Thursday 2 January 2020

Google AI Is Better At Identifying Breast Cancer Than Human Doctors

Neural networks have helped machines learn some skills previously limited to humans like recognizing objects in a photo or absolutely demolishing you when you fire up StarCraft II. Google is one of the leading developers of neural network AI, and it has developed a new system that uses the power of AI to identify breast cancer in mammograms that doctors might miss

Currently, mammograms are the best way to diagnose breast cancer, but it’s far from perfect. Trained radiologists can use these tests to catch most cancers, but about one in five slip through the cracks. Additionally, about half of women get at least one false-positive result over any 10-year period. While the new study doesn’t suggest doctors should be cut out of the diagnosis process, it does show that AI can help medical professionals to make the right call more often. 

Like all neural networks, Google’s new system needed a lot of training data. It got that in the form of more than 100,000 mammogram images — 76,000 from the UK and 15,000 from the US. All the training data was labeled, allowing the system to learn all the ways tumors can present. With the network established, Google engineers tested its accuracy on a new set of 30,000 mammograms from the US and UK. For each image, it pitted the AI against a human radiologist to see which was more accurate. 
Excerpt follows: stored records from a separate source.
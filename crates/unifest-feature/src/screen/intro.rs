//! First-launch screen: pick the festivals to follow.

use unifest_api::RemoteGateway;
use unifest_core::{
  event::{self, EventReceiver, EventSender},
  festival::{FestivalSummary, Region},
  live::LiveSequence,
};
use unifest_data::{FestivalRepository, LikedFestivalRepository, OnboardingRepository};

use crate::{
  Repositories, Store,
  error::{ErrorType, RetrySlot, dismiss_error, handle_error, impl_error_dialogs},
  state::StateFlow,
};

#[derive(Debug, Clone, Default, PartialEq)]
pub struct IntroUiState {
  pub is_loading:                      bool,
  pub is_search_loading:               bool,
  pub search_text:                     String,
  pub festivals:                       Vec<FestivalSummary>,
  pub selected_region:                 Region,
  pub selected_festivals:              Vec<FestivalSummary>,
  pub is_network_error_dialog_visible: bool,
  pub is_server_error_dialog_visible:  bool,
}

impl_error_dialogs!(IntroUiState);

#[derive(Debug, Clone, PartialEq)]
pub enum IntroUiAction {
  SearchTextUpdated(String),
  SearchTextCleared,
  Search,
  RegionTabClicked(Region),
  FestivalSelected(FestivalSummary),
  FestivalDeselected(FestivalSummary),
  ClearSelection,
  AddComplete,
  Retry(ErrorType),
}

#[derive(Debug, Clone, PartialEq, Eq)]
pub enum IntroUiEvent {
  NavigateToMain,
}

#[derive(Debug, Clone)]
enum Request {
  All,
  Search(String),
  Region(Region),
}

pub struct IntroHolder<G, S> {
  festivals:  FestivalRepository<G>,
  liked:      LikedFestivalRepository<S>,
  onboarding: OnboardingRepository<S>,
  state:      StateFlow<IntroUiState>,
  events:     EventSender<IntroUiEvent>,
  receiver:   EventReceiver<IntroUiEvent>,
  retry:      RetrySlot<Request>,
}

impl<G, S> IntroHolder<G, S>
where
  G: RemoteGateway + 'static,
  S: Store,
{
  pub fn new(repos: &Repositories<G, S>) -> Self {
    let (events, receiver) = event::channel();
    Self {
      festivals: repos.festival.clone(),
      liked: repos.liked_festival.clone(),
      onboarding: repos.onboarding.clone(),
      state: StateFlow::new(IntroUiState::default()),
      events,
      receiver,
      retry: RetrySlot::default(),
    }
  }

  pub fn state(&self) -> LiveSequence<IntroUiState> { self.state.subscribe() }

  pub fn current(&self) -> IntroUiState { self.state.value() }

  pub fn events(&self) -> EventReceiver<IntroUiEvent> { self.receiver.clone() }

  /// Load every festival, then skip straight to main when the intro was
  /// already completed.
  pub async fn start(&self) {
    self.state.update(|s| s.is_loading = true);
    self.load(Request::All).await;
    match self.onboarding.check_intro_completion().await {
      Ok(true) => self.events.send(IntroUiEvent::NavigateToMain),
      Ok(false) => self.state.update(|s| s.is_loading = false),
      Err(e) => {
        tracing::error!(error = %e, "failed to read intro flag");
        self.state.update(|s| s.is_loading = false);
      }
    }
  }

  pub async fn on_action(&self, action: IntroUiAction) {
    match action {
      IntroUiAction::SearchTextUpdated(text) => self.state.update(|s| s.search_text = text),
      IntroUiAction::SearchTextCleared => self.state.update(|s| s.search_text.clear()),
      IntroUiAction::Search => self.search().await,
      IntroUiAction::RegionTabClicked(region) => {
        self.state.update(|s| s.selected_region = region);
        self.load(Request::Region(region)).await;
      }
      IntroUiAction::FestivalSelected(festival) => self.state.update(|s| {
        if !s.selected_festivals.iter().any(|f| f.festival_id == festival.festival_id) {
          s.selected_festivals.push(festival);
        }
      }),
      IntroUiAction::FestivalDeselected(festival) => self.state.update(|s| {
        s.selected_festivals.retain(|f| f.festival_id != festival.festival_id)
      }),
      IntroUiAction::ClearSelection => self.state.update(|s| s.selected_festivals.clear()),
      IntroUiAction::AddComplete => self.add_complete().await,
      IntroUiAction::Retry(error) => {
        dismiss_error(&self.state, error);
        if let Some(request) = self.retry.take() {
          self.load(request).await;
        }
      }
    }
  }

  async fn search(&self) {
    let text = self.state.value().search_text;
    if text.is_empty() {
      return;
    }
    self.state.update(|s| s.is_search_loading = true);
    self.load(Request::Search(text)).await;
    self.state.update(|s| s.is_search_loading = false);
  }

  async fn load(&self, request: Request) {
    let result = match &request {
      Request::All => self.festivals.get_all_festivals().await,
      Request::Search(name) => self.festivals.search_school(name).await,
      Request::Region(region) => self.festivals.search_region(*region).await,
    };
    match result {
      Ok(festivals) => self.state.update(|s| s.festivals = festivals),
      Err(e) => {
        self.retry.remember(request);
        handle_error(&self.state, &e);
      }
    }
  }

  async fn add_complete(&self) {
    let selected = self.state.value().selected_festivals;
    for festival in &selected {
      if let Err(e) = self.liked.add_festival_from_search(festival).await {
        tracing::error!(festival_id = festival.festival_id, error = %e, "failed to like festival");
      }
    }
    if let Some(last) = selected.last() {
      if let Err(e) = self.liked.set_recently_liked_school_name(&last.school_name).await {
        tracing::error!(error = %e, "failed to store recently liked school");
      }
    }
    if let Err(e) = self.onboarding.complete_intro(true).await {
      tracing::error!(error = %e, "failed to complete intro");
    }
    self.events.send(IntroUiEvent::NavigateToMain);
  }
}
When compared with US screening, the AI produced 5.7 percent fewer false positives. That would save women from unnecessary worry and expense to cope with a tumor that’s not present. More importantly, the AI had 9.4 percent fewer false negatives — those are tumors that the radiologist missed (see above). The AI didn’t beat the UK system by as much because the NIH always has two doctors checking each mammogram. There, the AI reduced false positives by 1.2 percent and false negatives by 2.7 percent. 

Google also set up a competition between a team of six US radiologists and the AI with a sample of 500 randomly selected mammogram scans. Again, the AI outperformed the humans, identifying several cancers that all six doctors initially missed. However, there was at least one case in which the AI missed a cancer that all the humans spotted. 

The study suggests that Google’s AI could help to reduce inaccurate mammogram readings, but the technology needs a lot more testing first. The study primarily used mammogram images captured on a single manufacturer’s devices, and there could be unexpected variation with other equipment.